As a nation and a world, we have weathered terrorist attacks, wars, more attacks, more wars, the worst pandemic in a century, and division both nationally and globally. Small towns are seeming to become more popular places to live again, as people seek to move away from big cities as the ability to work remotely from home becomes not just a necessity at the height of the pandemic but also a permanent way of life for some professions now.
Yet, here we are, looking back on the last 200 years of past history and looking ahead to the next 200 years of future history. How will things look in Yates County, America, and the world look 25 or 50 years from now, let alone 200 years from now? Only time will tell, as the old saying goes; as Dumas told us 25 years ago, we can be certain that some things will change and others will return.

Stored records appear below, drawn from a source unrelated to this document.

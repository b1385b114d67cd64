//! Batch runner: compare both models over a sequence of inputs.

use crate::compare::EntityComparison;
use crate::dispatch::{Dispatcher, InferenceResult};
use serde::{Deserialize, Serialize};
use std::time::Instant;
use tracing::info;

/// Characters of input kept in a case preview.
const PREVIEW_CHARS: usize = 100;

/// Results for a single input.
#[derive(Debug, Clone, Serialize, Deserialize)]
pub struct CaseResult {
    /// 1-based position in the batch.
    pub case_id: usize,
    /// Start of the input text.
    pub text_preview: String,
    pub base: InferenceResult,
    pub lora: InferenceResult,
    pub comparison: EntityComparison,
}

/// Aggregated batch results.
#[derive(Debug, Clone, Default, Serialize, Deserialize)]
pub struct BatchSummary {
    /// Inputs processed.
    pub total_cases: usize,
    /// Sum of base list lengths.
    pub total_base_entities: usize,
    /// Sum of adapter list lengths.
    pub total_lora_entities: usize,
    /// `total_lora_entities - total_base_entities`.
    pub total_improvement: i64,
    /// Mean base inference time (seconds).
    pub avg_base_time: f64,
    /// Mean adapter inference time (seconds).
    pub avg_lora_time: f64,
    /// `avg_lora_time - avg_base_time`.
    pub avg_time_diff: f64,
    /// Calls (on either side) that ended with `success == false`.
    pub failed_calls: usize,
    /// Wall-clock time for the whole batch (seconds).
    pub total_time_secs: f64,
}

/// Full batch output.
#[derive(Debug, Clone, Default, Serialize, Deserialize)]
pub struct BatchResults {
    pub summary: BatchSummary,
    pub cases: Vec<CaseResult>,
}

impl BatchResults {
    /// Calculate summary statistics from case results.
    pub fn calculate_summary(&mut self) {
        let total_time_secs = self.summary.total_time_secs;
        self.summary = BatchSummary {
            total_time_secs,
            ..BatchSummary::default()
        };

        if self.cases.is_empty() {
            return;
        }

        let summary = &mut self.summary;
        summary.total_cases = self.cases.len();

        let mut base_time = 0.0;
        let mut lora_time = 0.0;
        for case in &self.cases {
            summary.total_base_entities += case.comparison.base_total;
            summary.total_lora_entities += case.comparison.lora_total;
            base_time += case.base.inference_time;
            lora_time += case.lora.inference_time;
            summary.failed_calls += usize::from(!case.base.success) + usize::from(!case.lora.success);
        }

        let n = self.cases.len() as f64;
        summary.total_improvement =
            summary.total_lora_entities as i64 - summary.total_base_entities as i64;
        summary.avg_base_time = base_time / n;
        summary.avg_lora_time = lora_time / n;
        summary.avg_time_diff = summary.avg_lora_time - summary.avg_base_time;
    }

    /// Print summary to stdout.
    pub fn print_summary(&self) {
        let s = &self.summary;
        println!("\n========== Batch Results ==========");
        println!("Cases: {}", s.total_cases);
        println!("------------------------------------");
        println!("Total entities (base): {}", s.total_base_entities);
        println!("Total entities (lora): {}", s.total_lora_entities);
        println!("Total improvement:     {:+}", s.total_improvement);
        println!("------------------------------------");
        println!("Avg base time: {:.2}s", s.avg_base_time);
        println!("Avg lora time: {:.2}s", s.avg_lora_time);
        println!("Avg time diff: {:+.2}s", s.avg_time_diff);
        if s.failed_calls > 0 {
            println!("Failed calls:  {}", s.failed_calls);
        }
        println!("------------------------------------");
        println!("Total time: {:.1}s", s.total_time_secs);
        println!("====================================\n");
    }
}

/// First [`PREVIEW_CHARS`] characters of `text`, with an ellipsis when cut.
pub fn preview(text: &str) -> String {
    let mut chars = text.chars();
    let head: String = chars.by_ref().take(PREVIEW_CHARS).collect();
    if chars.next().is_some() {
        format!("{}...", head)
    } else {
        head
    }
}

/// Runs the comparison over each input in turn.
pub struct BatchRunner {
    dispatcher: Dispatcher,
}

impl BatchRunner {
    pub fn new(dispatcher: Dispatcher) -> Self {
        Self { dispatcher }
    }

    /// Process inputs in order. Failed calls are recorded, never fatal.
    pub async fn run<I, S>(&self, inputs: I) -> BatchResults
    where
        I: IntoIterator<Item = S>,
        S: AsRef<str>,
    {
        let start = Instant::now();
        let mut results = BatchResults::default();

        for (idx, input) in inputs.into_iter().enumerate() {
            let text = input.as_ref();
            let case_id = idx + 1;

            let compared = self.dispatcher.compare(text).await;
            info!(
                case_id,
                base_entities = compared.comparison.base_total,
                lora_entities = compared.comparison.lora_total,
                improvement = compared.comparison.improvement,
                "case finished"
            );

            results.cases.push(CaseResult {
                case_id,
                text_preview: preview(text),
                base: compared.base,
                lora: compared.lora,
                comparison: compared.comparison,
            });
        }

        results.summary.total_time_secs = start.elapsed().as_secs_f64();
        results.calculate_summary();
        results
    }
}
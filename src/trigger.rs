//! Trigger orchestration: environment signals to bulk reconciliation.
//!
//! [`SyncTriggers`] reconciles a fixed key set when connectivity returns,
//! when the process becomes visible or focused, and on a fixed interval. Each
//! trigger is switched on or off through [`TriggerConfig`].
//!
//! Signals arrive on a `tokio::sync::broadcast` channel so one source (an OS
//! hook, a UI shell) can drive any number of orchestrators.
//!
//! Teardown aborts the orchestrator's tasks and cancels the deferred jobs it
//! scheduled; nothing it owns fires afterwards.

use crate::error::Result;
use crate::key::CacheKey;
use crate::remote::RemoteSource;
use crate::sync::{SyncEngine, SyncOptions, SyncOutcome};
use futures::future::join_all;
use std::collections::HashSet;
use std::sync::atomic::{AtomicU64, Ordering};
use std::sync::{Arc, Mutex, PoisonError};
use std::time::Duration;
use tokio::sync::broadcast;
use tokio::sync::broadcast::error::RecvError;
use tokio::task::JoinHandle;

/// Environment change reported by the host.
#[derive(Clone, Copy, Debug, PartialEq, Eq)]
pub enum EnvironmentSignal {
    ConnectivityRestored,
    Visible,
    Focused,
}

#[derive(Clone, Debug)]
pub struct TriggerConfig {
    /// Reconcile on `ConnectivityRestored`.
    pub on_reconnect: bool,

    /// Reconcile on `Visible` and `Focused`.
    pub on_focus: bool,

    /// Reconcile every `interval`, if set.
    pub interval: Option<Duration>,

    /// Retry policy for triggered syncs. They always run immediately.
    pub sync: SyncOptions,
}

impl Default for TriggerConfig {
    fn default() -> Self {
        TriggerConfig {
            on_reconnect: true,
            on_focus: true,
            interval: None,
            sync: SyncOptions::default(),
        }
    }
}

impl TriggerConfig {
    pub fn with_on_reconnect(mut self, enabled: bool) -> Self {
        self.on_reconnect = enabled;
        self
    }

    pub fn with_on_focus(mut self, enabled: bool) -> Self {
        self.on_focus = enabled;
        self
    }

    pub fn with_interval(mut self, interval: Duration) -> Self {
        self.interval = Some(interval);
        self
    }

    pub fn with_sync_options(mut self, options: SyncOptions) -> Self {
        self.sync = options;
        self
    }

    fn wants(&self, signal: EnvironmentSignal) -> bool {
        match signal {
            EnvironmentSignal::ConnectivityRestored => self.on_reconnect,
            EnvironmentSignal::Visible | EnvironmentSignal::Focused => self.on_focus,
        }
    }
}

/// Reconcile every key concurrently with an immediate sync.
///
/// Failures are logged; one key failing does not stop the others.
pub async fn reconcile_all<R: RemoteSource>(
    engine: &SyncEngine<R>,
    keys: &[CacheKey],
    options: &SyncOptions,
) -> Vec<Result<SyncOutcome>> {
    let options = SyncOptions {
        immediate: true,
        ..options.clone()
    };
    let options = &options;

    let syncs = keys.iter().map(|key| async move {
        match engine.force_sync(key, options).await {
            Ok(status) => status.outcome().await,
            Err(e) => Err(e),
        }
    });
    let results = join_all(syncs).await;

    for (key, result) in keys.iter().zip(&results) {
        if let Err(e) = result {
            warn!("Triggered sync of {} failed: {}", key, e);
        }
    }
    results
}

static NEXT_TRIGGERS_ID: AtomicU64 = AtomicU64::new(1);

/// Scheduler key for a debounced invalidation of `keys` owned by the
/// orchestrator `owner`.
///
/// Keys are sorted and comma-joined, so the same key set maps to the same job
/// in any order. The owner id keeps orchestrators sharing an engine from
/// replacing or cancelling each other's jobs.
pub fn invalidation_job_key(owner: u64, keys: &[CacheKey]) -> String {
    let mut names: Vec<String> = keys.iter().map(CacheKey::storage_key).collect();
    names.sort();
    names.dedup();
    format!("invalidate#{}:{}", owner, names.join(","))
}

/// Binds environment signals and a timer to reconciliation of a key set.
///
/// # Example
///
/// ```
/// use cache_sync::{CacheConfig, CacheStore, SubscriptionRegistry, SyncEngine};
/// use cache_sync::remote::InMemoryRemote;
/// use cache_sync::storage::MemoryStorage;
/// use cache_sync::trigger::{EnvironmentSignal, SyncTriggers, TriggerConfig};
/// use std::sync::Arc;
/// use std::time::Duration;
///
/// # #[tokio::main(flavor = "current_thread")]
/// # async fn main() {
/// let store = Arc::new(CacheStore::new(CacheConfig::default(), MemoryStorage::new()));
/// let engine = SyncEngine::new(SubscriptionRegistry::new(store), InMemoryRemote::new());
///
/// let (signals, _) = tokio::sync::broadcast::channel(16);
/// let triggers = SyncTriggers::start(
///     engine,
///     ["course:1", "course:2"],
///     TriggerConfig::default().with_interval(Duration::from_secs(60)),
///     signals.subscribe(),
/// );
///
/// let _ = signals.send(EnvironmentSignal::Focused);
/// triggers.teardown();
/// # }
/// ```
pub struct SyncTriggers<R: RemoteSource> {
    id: u64,
    engine: SyncEngine<R>,
    keys: Arc<Vec<CacheKey>>,
    config: TriggerConfig,
    tasks: Vec<JoinHandle<()>>,
    owned_jobs: Arc<Mutex<HashSet<String>>>,
}

impl<R: RemoteSource> SyncTriggers<R> {
    /// Start listening. Must be called from within a tokio runtime.
    pub fn start<K: Into<CacheKey>>(
        engine: SyncEngine<R>,
        keys: impl IntoIterator<Item = K>,
        config: TriggerConfig,
        signals: broadcast::Receiver<EnvironmentSignal>,
    ) -> Self {
        let keys: Arc<Vec<CacheKey>> = Arc::new(keys.into_iter().map(Into::into).collect());
        let mut tasks = Vec::new();

        if config.on_reconnect || config.on_focus {
            tasks.push(tokio::spawn(listen(
                engine.clone(),
                Arc::clone(&keys),
                config.clone(),
                signals,
            )));
        }

        if let Some(period) = config.interval {
            tasks.push(tokio::spawn(poll(
                engine.clone(),
                Arc::clone(&keys),
                config.sync.clone(),
                period,
            )));
        }

        info!(
            "Sync triggers started for {} keys (reconnect: {}, focus: {}, interval: {:?})",
            keys.len(),
            config.on_reconnect,
            config.on_focus,
            config.interval
        );

        SyncTriggers {
            id: NEXT_TRIGGERS_ID.fetch_add(1, Ordering::Relaxed),
            engine,
            keys,
            config,
            tasks,
            owned_jobs: Arc::new(Mutex::new(HashSet::new())),
        }
    }

    /// Process-unique id, part of every job key this instance schedules.
    pub fn id(&self) -> u64 {
        self.id
    }

    pub fn keys(&self) -> &[CacheKey] {
        &self.keys
    }

    /// Reconcile every configured key now.
    pub async fn reconcile_now(&self) -> Vec<Result<SyncOutcome>> {
        reconcile_all(&self.engine, &self.keys, &self.config.sync).await
    }

    /// Invalidate `keys` and refetch them after `debounce`.
    ///
    /// Calls for the same key set within the window collapse into one
    /// invalidation and one refetch per key. Returns the job key.
    pub fn invalidate_debounced<K: Into<CacheKey>>(
        &self,
        keys: impl IntoIterator<Item = K>,
        debounce: Duration,
    ) -> String {
        let mut keys: Vec<CacheKey> = keys.into_iter().map(Into::into).collect();
        keys.sort_by_key(CacheKey::storage_key);
        keys.dedup_by_key(|key| key.storage_key());
        let job_key = invalidation_job_key(self.id, &keys);

        self.jobs().insert(job_key.clone());

        let engine = self.engine.clone();
        let options = self.config.sync.clone();
        let owned_jobs = Arc::clone(&self.owned_jobs);
        let owned_key = job_key.clone();
        self.engine.scheduler().schedule(&job_key, debounce, async move {
            owned_jobs
                .lock()
                .unwrap_or_else(PoisonError::into_inner)
                .remove(&owned_key);
            for key in &keys {
                engine.registry().invalidate_state(key);
            }
            reconcile_all(&engine, &keys, &options).await;
        });

        job_key
    }

    /// Stop all triggers and cancel pending jobs this instance scheduled.
    pub fn teardown(self) {
        drop(self);
    }

    fn jobs(&self) -> std::sync::MutexGuard<'_, HashSet<String>> {
        self.owned_jobs.lock().unwrap_or_else(PoisonError::into_inner)
    }
}

impl<R: RemoteSource> Drop for SyncTriggers<R> {
    fn drop(&mut self) {
        for task in self.tasks.drain(..) {
            task.abort();
        }
        let jobs: Vec<String> = self.jobs().drain().collect();
        for job in &jobs {
            self.engine.scheduler().cancel(job);
        }
        debug!("Sync triggers torn down ({} pending jobs cancelled)", jobs.len());
    }
}

async fn listen<R: RemoteSource>(
    engine: SyncEngine<R>,
    keys: Arc<Vec<CacheKey>>,
    config: TriggerConfig,
    mut signals: broadcast::Receiver<EnvironmentSignal>,
) {
    loop {
        match signals.recv().await {
            Ok(signal) if config.wants(signal) => {
                debug!("{:?}: reconciling {} keys", signal, keys.len());
                reconcile_all(&engine, &keys, &config.sync).await;
            }
            Ok(_) => {}
            Err(RecvError::Lagged(missed)) => {
                warn!("Missed {} environment signals, reconciling once", missed);
                reconcile_all(&engine, &keys, &config.sync).await;
            }
            Err(RecvError::Closed) => break,
        }
    }
}

async fn poll<R: RemoteSource>(
    engine: SyncEngine<R>,
    keys: Arc<Vec<CacheKey>>,
    options: SyncOptions,
    period: Duration,
) {
    let mut ticker = tokio::time::interval(period);
    ticker.set_missed_tick_behavior(tokio::time::MissedTickBehavior::Delay);
    // The first tick completes immediately.
    ticker.tick().await;
    loop {
        ticker.tick().await;
        reconcile_all(&engine, &keys, &options).await;
    }
}
//! High-level cache service for applications.
//!
//! Bundles the store, subscription registry and reconciliation engine behind
//! the handful of calls UI-facing code needs.

use crate::channel::{ChannelConfig, ChannelHandle, PushChannel, PushTransport};
use crate::clock::Clock;
use crate::entry::CacheOptions;
use crate::error::Result;
use crate::key::CacheKey;
use crate::observability::{CacheStats, QueryStats};
use crate::remote::RemoteSource;
use crate::storage::DurableStorage;
use crate::store::{CacheConfig, CacheStore};
use crate::subscription::{Subscription, SubscriptionRegistry};
use crate::sync::{SyncEngine, SyncOptions, SyncStatus};
use crate::trigger::{EnvironmentSignal, SyncTriggers, TriggerConfig};
use serde::de::DeserializeOwned;
use serde::Serialize;
use serde_json::Value;
use std::sync::Arc;
use tokio::sync::broadcast;
use tokio::task::JoinHandle;

/// High-level cache service.
///
/// Construct one at process start and pass clones to consumers; clones share
/// the same store, listeners and pending timers.
///
/// # Example
///
/// ```
/// use cache_sync::{CacheConfig, CacheOptions, CacheService, SyncOptions};
/// use cache_sync::remote::InMemoryRemote;
/// use cache_sync::storage::MemoryStorage;
/// use serde_json::json;
///
/// # #[tokio::main(flavor = "current_thread")]
/// # async fn main() -> cache_sync::Result<()> {
/// let remote = InMemoryRemote::new();
/// remote.insert("course:42", json!({"title": "Compilers"}));
///
/// let cache = CacheService::new(CacheConfig::default(), MemoryStorage::new(), remote);
/// let subscription = cache.subscribe("course:42", |new, _old| {
///     println!("course:42 is now {:?}", new);
/// });
///
/// cache.force_sync("course:42", &SyncOptions::default()).await?;
/// let course: Option<serde_json::Value> = cache.read("course:42");
/// assert_eq!(course, Some(json!({"title": "Compilers"})));
///
/// subscription.unsubscribe();
/// # Ok(())
/// # }
/// ```
pub struct CacheService<R: RemoteSource> {
    engine: SyncEngine<R>,
}

impl<R: RemoteSource> Clone for CacheService<R> {
    fn clone(&self) -> Self {
        CacheService {
            engine: self.engine.clone(),
        }
    }
}

impl<R: RemoteSource> CacheService<R> {
    /// Create a service on the system clock.
    pub fn new(config: CacheConfig, storage: impl DurableStorage + 'static, remote: R) -> Self {
        Self::from_store(Arc::new(CacheStore::new(config, storage)), remote)
    }

    /// Create a service with an explicit clock.
    pub fn with_clock(
        config: CacheConfig,
        storage: impl DurableStorage + 'static,
        clock: Arc<dyn Clock>,
        remote: R,
    ) -> Self {
        Self::from_store(
            Arc::new(CacheStore::with_clock(config, storage, clock)),
            remote,
        )
    }

    /// Wrap an existing store, e.g. one configured with custom metrics.
    pub fn from_store(store: Arc<CacheStore>, remote: R) -> Self {
        CacheService {
            engine: SyncEngine::new(SubscriptionRegistry::new(store), remote),
        }
    }

    pub fn store(&self) -> &Arc<CacheStore> {
        self.engine.store()
    }

    pub fn registry(&self) -> &SubscriptionRegistry {
        self.engine.registry()
    }

    pub fn engine(&self) -> &SyncEngine<R> {
        &self.engine
    }

    /// Read a live cached value.
    pub fn read<T: DeserializeOwned>(&self, key: impl Into<CacheKey>) -> Option<T> {
        self.store().read(key)
    }

    /// Cache a value locally. Listeners are not notified; use
    /// [`CacheService::update`] for that.
    pub fn write<T: Serialize + ?Sized>(
        &self,
        key: impl Into<CacheKey>,
        data: &T,
        options: &CacheOptions,
    ) {
        self.store().write(key, data, options)
    }

    /// Cache a value and notify the key's listeners.
    pub fn update(&self, key: impl Into<CacheKey>, data: Value, options: &CacheOptions) {
        self.registry().update_state(key, data, options)
    }

    /// Drop the cached value and signal the key's listeners to refetch.
    pub fn invalidate(&self, key: impl Into<CacheKey>) {
        self.registry().invalidate_state(key)
    }

    /// Drop every stored key matching `pattern`. Listeners are not notified.
    ///
    /// # Errors
    /// Returns `Error::InvalidPattern` if `pattern` is not a valid regex
    pub fn invalidate_by_pattern(&self, pattern: &str) -> Result<usize> {
        self.store().invalidate_matching(pattern)
    }

    pub fn subscribe<F>(&self, key: impl Into<CacheKey>, listener: F) -> Subscription
    where
        F: Fn(Option<&Value>, Option<&Value>) + Send + Sync + 'static,
    {
        self.registry().subscribe(key, listener)
    }

    /// Reconcile `key` with the remote; see [`SyncEngine::force_sync`].
    pub async fn force_sync(
        &self,
        key: impl Into<CacheKey>,
        options: &SyncOptions,
    ) -> Result<SyncStatus> {
        self.engine.force_sync(key, options).await
    }

    pub fn stats(&self) -> CacheStats {
        self.store().stats()
    }

    pub fn query_stats(&self) -> QueryStats {
        self.engine.stats()
    }

    /// Start environment-driven reconciliation of `keys`.
    pub fn triggers<K: Into<CacheKey>>(
        &self,
        keys: impl IntoIterator<Item = K>,
        config: TriggerConfig,
        signals: broadcast::Receiver<EnvironmentSignal>,
    ) -> SyncTriggers<R> {
        SyncTriggers::start(self.engine.clone(), keys, config, signals)
    }

    /// Start a push channel feeding this service's listeners.
    pub fn connect_channel<T: PushTransport>(
        &self,
        transport: T,
        config: ChannelConfig,
    ) -> ChannelHandle {
        PushChannel::spawn(transport, self.registry().clone(), config)
    }

    /// Start the store's periodic cleanup pass.
    pub fn spawn_maintenance(&self) -> JoinHandle<()> {
        self.store().spawn_maintenance()
    }
}
//! Entry tag generation.
//!
//! An entry tag is a deterministic fingerprint of a value's serialized form.
//! It identifies cache entries and is sent as the precondition of conditional
//! remote fetches. It is collision-tolerant, not cryptographic.
//!
//! ```text
//! canonical JSON (sorted keys) ──► rolling hash (u32) ──► base-36, 7 chars
//! ```

use crate::key::canonical_json;
use serde::Serialize;
use std::time::{SystemTime, UNIX_EPOCH};

/// Length of a content tag. `u32::MAX` in base 36 is `1z141z3`.
pub const TAG_LEN: usize = 7;

const BASE36_DIGITS: &[u8; 36] = b"0123456789abcdefghijklmnopqrstuvwxyz";

/// Compute the entry tag for a value.
///
/// Equal content always yields the same tag, whatever the field order of the
/// type it came from. Never fails: if the value cannot be serialized, a
/// timestamp+random tag is returned instead, which will simply never match on
/// a conditional fetch.
pub fn entry_tag<T: Serialize + ?Sized>(value: &T) -> String {
    match serde_json::to_value(value) {
        Ok(value) => tag_for_bytes(canonical_json(&value).as_bytes()),
        Err(e) => {
            warn!("Entry tag fallback, value not serializable: {}", e);
            fallback_tag()
        }
    }
}

/// Tag for already-serialized content.
pub fn tag_for_bytes(bytes: &[u8]) -> String {
    to_base36(fingerprint(bytes) as u64, TAG_LEN)
}

/// Shift-and-add rolling hash, `h = h * 31 + b` in 32-bit arithmetic.
pub fn fingerprint(bytes: &[u8]) -> u32 {
    bytes.iter().fold(0u32, |hash, &b| {
        hash.wrapping_shl(5)
            .wrapping_sub(hash)
            .wrapping_add(u32::from(b))
    })
}

fn fallback_tag() -> String {
    let now = SystemTime::now()
        .duration_since(UNIX_EPOCH)
        .map(|d| d.as_millis() as u64)
        .unwrap_or(0);
    format!(
        "{}-{}",
        to_base36(now, 0),
        to_base36(u64::from(rand::random::<u32>()), 0)
    )
}

/// Render `value` in base 36, left-padded with zeros to `width`.
fn to_base36(mut value: u64, width: usize) -> String {
    let mut digits = Vec::with_capacity(width.max(13));
    loop {
        digits.push(BASE36_DIGITS[(value % 36) as usize]);
        value /= 36;
        if value == 0 {
            break;
        }
    }
    while digits.len() < width {
        digits.push(b'0');
    }
    digits.reverse();
    // Only ASCII digits were pushed.
    String::from_utf8(digits).unwrap_or_default()
}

As for me, I have now been working in the research room of the Yates County History Center for a few days over one year, and I can tell you that learning and writing about 200-plus years of history in Yates County and the Finger Lakes region has been one of the most wonderful experiences of my professional career. One thing I must never lose sight of, as I often tell myself when I write the articles for this blog, is the people I am researching are, more often than not, no longer with us. It is rare that I mention, let alone feature, someone in the blog who is still living. Not never, just rare. It is interesting to learn their stories – to read into their backgrounds and their experiences – and present it to you, the reader.
With that in mind, it is my sincere hope that, wherever these people’s souls and spirits rest in eternity, they can look upon my work and appreciate that I am sharing their stories with new generations and letting other people know these people once existed upon this earth and within this county. It is also my sincere hope that you, the reader, and have enjoyed as much as we have the journey of traveling through time and history and learning the true tales of history in Yates County and beyond. Thank you for taking the journey with us, and see you next year as we continue the journey.